_Given information_:

********************

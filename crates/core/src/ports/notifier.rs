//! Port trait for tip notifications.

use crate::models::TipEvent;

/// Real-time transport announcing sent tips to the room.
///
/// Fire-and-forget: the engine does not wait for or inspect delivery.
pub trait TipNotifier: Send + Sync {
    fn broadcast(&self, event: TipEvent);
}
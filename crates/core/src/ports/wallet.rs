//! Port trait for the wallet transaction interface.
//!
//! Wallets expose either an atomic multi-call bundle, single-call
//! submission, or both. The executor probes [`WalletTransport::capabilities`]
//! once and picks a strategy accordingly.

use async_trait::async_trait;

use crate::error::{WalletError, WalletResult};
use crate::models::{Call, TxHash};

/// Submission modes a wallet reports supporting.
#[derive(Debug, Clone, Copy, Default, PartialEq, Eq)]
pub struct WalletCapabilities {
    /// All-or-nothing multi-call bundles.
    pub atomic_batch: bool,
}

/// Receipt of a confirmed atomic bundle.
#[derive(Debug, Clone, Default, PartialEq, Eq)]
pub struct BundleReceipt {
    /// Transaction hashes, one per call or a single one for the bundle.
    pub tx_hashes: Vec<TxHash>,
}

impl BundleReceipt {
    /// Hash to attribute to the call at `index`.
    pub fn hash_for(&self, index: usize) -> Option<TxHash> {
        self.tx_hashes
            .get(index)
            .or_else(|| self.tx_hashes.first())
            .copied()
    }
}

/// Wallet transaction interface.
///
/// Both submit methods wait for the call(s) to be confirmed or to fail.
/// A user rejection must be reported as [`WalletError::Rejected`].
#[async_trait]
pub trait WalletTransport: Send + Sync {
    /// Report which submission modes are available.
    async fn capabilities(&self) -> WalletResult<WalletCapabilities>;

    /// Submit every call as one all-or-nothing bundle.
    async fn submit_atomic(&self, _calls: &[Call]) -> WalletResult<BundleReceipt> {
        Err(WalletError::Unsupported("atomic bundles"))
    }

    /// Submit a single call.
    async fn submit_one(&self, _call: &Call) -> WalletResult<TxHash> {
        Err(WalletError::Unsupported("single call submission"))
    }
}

********************

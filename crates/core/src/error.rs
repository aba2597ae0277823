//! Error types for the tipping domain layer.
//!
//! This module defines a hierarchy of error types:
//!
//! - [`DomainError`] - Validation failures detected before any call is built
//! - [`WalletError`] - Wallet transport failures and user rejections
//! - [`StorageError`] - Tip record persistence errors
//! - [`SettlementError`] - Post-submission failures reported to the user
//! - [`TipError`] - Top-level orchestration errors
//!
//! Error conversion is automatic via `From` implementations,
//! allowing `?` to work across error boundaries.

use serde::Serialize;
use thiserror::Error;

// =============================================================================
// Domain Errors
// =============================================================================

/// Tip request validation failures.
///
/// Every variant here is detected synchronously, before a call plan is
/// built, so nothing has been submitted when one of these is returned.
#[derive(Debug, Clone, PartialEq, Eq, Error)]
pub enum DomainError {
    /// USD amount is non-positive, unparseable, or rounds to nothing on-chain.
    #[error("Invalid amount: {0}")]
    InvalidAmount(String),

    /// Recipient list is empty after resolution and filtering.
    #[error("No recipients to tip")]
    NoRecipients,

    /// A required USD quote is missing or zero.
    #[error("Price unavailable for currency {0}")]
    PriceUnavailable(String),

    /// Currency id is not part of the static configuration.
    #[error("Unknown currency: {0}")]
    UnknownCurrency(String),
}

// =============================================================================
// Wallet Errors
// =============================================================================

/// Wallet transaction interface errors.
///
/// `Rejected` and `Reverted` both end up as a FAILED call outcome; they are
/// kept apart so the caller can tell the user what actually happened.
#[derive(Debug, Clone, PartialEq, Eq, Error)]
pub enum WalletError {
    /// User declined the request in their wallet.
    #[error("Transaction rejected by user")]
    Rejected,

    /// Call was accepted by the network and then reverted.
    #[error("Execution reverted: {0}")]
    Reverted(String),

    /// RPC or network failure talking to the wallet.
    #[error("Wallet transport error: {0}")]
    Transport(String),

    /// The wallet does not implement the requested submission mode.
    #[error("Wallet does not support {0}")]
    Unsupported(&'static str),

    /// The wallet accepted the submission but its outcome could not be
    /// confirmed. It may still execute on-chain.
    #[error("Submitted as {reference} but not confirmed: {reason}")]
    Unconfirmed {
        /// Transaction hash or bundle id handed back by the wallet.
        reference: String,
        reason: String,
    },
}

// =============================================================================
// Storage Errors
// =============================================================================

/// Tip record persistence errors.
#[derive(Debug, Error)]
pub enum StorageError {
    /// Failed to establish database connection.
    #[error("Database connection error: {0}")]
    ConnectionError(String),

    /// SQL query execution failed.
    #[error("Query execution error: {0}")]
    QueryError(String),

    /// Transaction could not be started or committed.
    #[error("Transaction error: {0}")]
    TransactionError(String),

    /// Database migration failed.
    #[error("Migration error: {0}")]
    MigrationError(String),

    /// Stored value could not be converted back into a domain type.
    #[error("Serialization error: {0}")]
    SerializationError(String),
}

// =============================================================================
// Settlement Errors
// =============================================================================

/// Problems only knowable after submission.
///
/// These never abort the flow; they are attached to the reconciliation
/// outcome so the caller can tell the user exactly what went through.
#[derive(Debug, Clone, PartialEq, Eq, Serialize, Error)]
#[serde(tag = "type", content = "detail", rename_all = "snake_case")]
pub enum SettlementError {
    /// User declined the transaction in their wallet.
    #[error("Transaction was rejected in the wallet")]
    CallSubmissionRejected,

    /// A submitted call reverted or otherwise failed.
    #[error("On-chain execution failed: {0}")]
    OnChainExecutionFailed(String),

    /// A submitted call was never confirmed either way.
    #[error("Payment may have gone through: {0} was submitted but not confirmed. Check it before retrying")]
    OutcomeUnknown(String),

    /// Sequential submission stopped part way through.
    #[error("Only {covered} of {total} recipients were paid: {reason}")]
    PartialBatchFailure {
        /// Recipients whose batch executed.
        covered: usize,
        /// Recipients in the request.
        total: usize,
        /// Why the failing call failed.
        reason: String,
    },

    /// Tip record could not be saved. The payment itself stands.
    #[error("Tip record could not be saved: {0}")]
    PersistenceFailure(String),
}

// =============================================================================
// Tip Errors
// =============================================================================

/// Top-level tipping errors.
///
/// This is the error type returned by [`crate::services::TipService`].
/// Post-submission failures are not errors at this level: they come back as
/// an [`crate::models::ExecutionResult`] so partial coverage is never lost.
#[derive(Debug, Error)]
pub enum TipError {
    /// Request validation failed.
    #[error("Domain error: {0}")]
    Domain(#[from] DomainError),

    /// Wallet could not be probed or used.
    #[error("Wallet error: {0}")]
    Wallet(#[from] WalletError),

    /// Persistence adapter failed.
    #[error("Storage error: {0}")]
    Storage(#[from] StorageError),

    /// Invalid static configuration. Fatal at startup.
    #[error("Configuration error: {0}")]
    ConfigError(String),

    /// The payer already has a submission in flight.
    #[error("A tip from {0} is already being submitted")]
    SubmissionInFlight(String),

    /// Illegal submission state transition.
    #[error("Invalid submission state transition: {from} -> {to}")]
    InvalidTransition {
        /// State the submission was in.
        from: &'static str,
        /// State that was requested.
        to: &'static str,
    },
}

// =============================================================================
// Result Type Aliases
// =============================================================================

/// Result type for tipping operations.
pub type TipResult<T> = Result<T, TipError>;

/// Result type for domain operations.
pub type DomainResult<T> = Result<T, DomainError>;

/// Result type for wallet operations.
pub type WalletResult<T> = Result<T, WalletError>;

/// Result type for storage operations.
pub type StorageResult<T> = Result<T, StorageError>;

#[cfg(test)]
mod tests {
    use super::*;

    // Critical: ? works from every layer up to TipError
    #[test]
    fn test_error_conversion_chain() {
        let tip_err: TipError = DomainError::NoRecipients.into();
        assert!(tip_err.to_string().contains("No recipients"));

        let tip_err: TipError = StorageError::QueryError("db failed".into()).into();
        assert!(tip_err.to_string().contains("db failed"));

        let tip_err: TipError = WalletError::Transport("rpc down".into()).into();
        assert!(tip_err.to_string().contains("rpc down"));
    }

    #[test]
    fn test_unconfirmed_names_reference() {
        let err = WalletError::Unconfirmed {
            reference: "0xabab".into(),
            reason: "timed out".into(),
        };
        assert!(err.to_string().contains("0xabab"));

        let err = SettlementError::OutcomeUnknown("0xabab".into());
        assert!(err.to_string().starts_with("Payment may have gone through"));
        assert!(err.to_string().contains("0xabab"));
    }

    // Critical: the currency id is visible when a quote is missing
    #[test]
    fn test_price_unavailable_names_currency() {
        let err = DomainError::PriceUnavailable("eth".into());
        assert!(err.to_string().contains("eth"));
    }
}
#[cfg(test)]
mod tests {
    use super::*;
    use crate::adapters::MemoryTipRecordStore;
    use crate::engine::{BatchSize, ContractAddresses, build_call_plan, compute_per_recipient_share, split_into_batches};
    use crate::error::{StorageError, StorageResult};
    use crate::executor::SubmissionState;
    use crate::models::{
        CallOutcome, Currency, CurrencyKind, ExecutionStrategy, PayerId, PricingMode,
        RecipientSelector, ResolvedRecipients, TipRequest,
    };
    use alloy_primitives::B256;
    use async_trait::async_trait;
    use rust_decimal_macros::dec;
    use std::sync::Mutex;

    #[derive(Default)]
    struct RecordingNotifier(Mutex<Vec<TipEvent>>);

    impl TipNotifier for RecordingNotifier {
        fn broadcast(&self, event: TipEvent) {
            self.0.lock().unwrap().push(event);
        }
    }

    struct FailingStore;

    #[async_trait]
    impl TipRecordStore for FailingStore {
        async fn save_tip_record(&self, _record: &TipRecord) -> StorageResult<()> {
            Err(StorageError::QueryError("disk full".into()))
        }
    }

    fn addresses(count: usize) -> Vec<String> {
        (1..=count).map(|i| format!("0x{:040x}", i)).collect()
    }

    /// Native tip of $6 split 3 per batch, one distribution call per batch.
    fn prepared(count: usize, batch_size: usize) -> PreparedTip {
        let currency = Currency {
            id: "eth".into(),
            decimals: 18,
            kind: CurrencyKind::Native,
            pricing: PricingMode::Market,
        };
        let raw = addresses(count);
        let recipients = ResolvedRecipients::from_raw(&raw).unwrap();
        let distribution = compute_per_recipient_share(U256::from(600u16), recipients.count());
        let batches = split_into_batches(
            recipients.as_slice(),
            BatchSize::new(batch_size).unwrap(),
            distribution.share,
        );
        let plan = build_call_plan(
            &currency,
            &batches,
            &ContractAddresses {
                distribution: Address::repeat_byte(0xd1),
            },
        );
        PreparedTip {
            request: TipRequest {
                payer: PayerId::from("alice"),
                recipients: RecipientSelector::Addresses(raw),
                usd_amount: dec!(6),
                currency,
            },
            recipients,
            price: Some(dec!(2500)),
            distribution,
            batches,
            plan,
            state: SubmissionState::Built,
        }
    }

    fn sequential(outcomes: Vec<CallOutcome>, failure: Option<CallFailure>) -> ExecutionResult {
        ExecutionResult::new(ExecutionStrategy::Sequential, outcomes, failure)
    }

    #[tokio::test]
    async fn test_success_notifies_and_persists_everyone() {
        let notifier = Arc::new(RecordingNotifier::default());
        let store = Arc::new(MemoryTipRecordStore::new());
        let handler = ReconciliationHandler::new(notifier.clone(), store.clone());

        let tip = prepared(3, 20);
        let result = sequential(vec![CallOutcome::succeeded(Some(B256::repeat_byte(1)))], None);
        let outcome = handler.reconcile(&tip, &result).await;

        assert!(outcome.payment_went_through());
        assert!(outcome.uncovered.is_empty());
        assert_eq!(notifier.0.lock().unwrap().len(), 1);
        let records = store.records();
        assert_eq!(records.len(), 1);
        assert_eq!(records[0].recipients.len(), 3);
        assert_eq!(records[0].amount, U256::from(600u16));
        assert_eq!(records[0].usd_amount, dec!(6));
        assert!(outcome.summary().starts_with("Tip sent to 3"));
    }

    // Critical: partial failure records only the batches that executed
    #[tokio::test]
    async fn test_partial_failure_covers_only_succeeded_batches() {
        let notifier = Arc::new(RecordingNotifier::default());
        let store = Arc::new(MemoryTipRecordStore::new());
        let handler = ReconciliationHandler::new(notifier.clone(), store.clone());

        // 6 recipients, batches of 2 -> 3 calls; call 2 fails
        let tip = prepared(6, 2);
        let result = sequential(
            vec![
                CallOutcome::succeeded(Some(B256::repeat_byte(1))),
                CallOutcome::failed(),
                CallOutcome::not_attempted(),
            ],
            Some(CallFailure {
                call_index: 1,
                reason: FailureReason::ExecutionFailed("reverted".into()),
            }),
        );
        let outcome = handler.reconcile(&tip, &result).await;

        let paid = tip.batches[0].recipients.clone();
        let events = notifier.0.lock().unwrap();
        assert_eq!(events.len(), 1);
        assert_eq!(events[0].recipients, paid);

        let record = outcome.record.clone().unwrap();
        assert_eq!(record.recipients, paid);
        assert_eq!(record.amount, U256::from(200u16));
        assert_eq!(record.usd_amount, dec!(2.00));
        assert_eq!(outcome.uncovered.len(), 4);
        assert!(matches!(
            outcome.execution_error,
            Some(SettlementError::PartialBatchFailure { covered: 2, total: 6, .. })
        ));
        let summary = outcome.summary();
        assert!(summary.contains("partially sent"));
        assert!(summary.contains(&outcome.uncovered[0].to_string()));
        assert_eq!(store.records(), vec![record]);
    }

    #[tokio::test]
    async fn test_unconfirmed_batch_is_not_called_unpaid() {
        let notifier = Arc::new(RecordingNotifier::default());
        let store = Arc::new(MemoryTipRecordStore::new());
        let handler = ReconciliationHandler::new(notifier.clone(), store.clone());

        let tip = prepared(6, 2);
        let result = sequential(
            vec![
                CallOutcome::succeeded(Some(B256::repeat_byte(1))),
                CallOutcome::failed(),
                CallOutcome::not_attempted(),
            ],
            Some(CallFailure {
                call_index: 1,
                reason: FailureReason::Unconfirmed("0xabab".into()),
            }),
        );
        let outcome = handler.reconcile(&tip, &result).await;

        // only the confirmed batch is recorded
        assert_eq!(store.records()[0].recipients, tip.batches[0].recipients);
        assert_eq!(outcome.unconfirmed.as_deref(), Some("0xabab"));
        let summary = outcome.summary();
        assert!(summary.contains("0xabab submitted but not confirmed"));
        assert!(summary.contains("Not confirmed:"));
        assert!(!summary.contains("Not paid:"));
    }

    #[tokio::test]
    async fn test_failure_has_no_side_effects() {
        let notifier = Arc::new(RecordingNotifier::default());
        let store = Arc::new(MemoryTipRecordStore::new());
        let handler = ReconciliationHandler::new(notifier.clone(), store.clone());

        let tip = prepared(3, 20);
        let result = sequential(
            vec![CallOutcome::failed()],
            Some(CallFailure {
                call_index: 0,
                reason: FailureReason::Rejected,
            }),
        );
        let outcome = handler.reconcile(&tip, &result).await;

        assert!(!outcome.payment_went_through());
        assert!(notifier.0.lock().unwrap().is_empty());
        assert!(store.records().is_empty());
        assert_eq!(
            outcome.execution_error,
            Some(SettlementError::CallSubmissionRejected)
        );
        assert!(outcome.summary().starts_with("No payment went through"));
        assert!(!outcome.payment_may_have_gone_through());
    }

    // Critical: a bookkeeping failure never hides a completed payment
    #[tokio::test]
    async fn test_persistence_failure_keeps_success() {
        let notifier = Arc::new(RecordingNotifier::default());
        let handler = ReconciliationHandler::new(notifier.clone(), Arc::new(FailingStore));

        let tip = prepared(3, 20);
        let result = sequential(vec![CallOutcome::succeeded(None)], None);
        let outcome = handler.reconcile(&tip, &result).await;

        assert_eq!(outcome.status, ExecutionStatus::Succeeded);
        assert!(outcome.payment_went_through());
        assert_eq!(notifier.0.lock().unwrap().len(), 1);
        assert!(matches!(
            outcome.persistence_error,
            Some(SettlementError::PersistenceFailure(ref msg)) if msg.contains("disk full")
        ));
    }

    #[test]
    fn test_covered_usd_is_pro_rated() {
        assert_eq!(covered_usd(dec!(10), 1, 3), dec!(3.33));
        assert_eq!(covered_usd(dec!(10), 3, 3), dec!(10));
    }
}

********************

_What the task asks_: The string "reported" marks the lines to return from the material. Copy each one.

_Answer for this exercise_:
/// A user rejection must be reported as [`WalletError::Rejected`].
//! - [`SettlementError`] - Post-submission failures reported to the user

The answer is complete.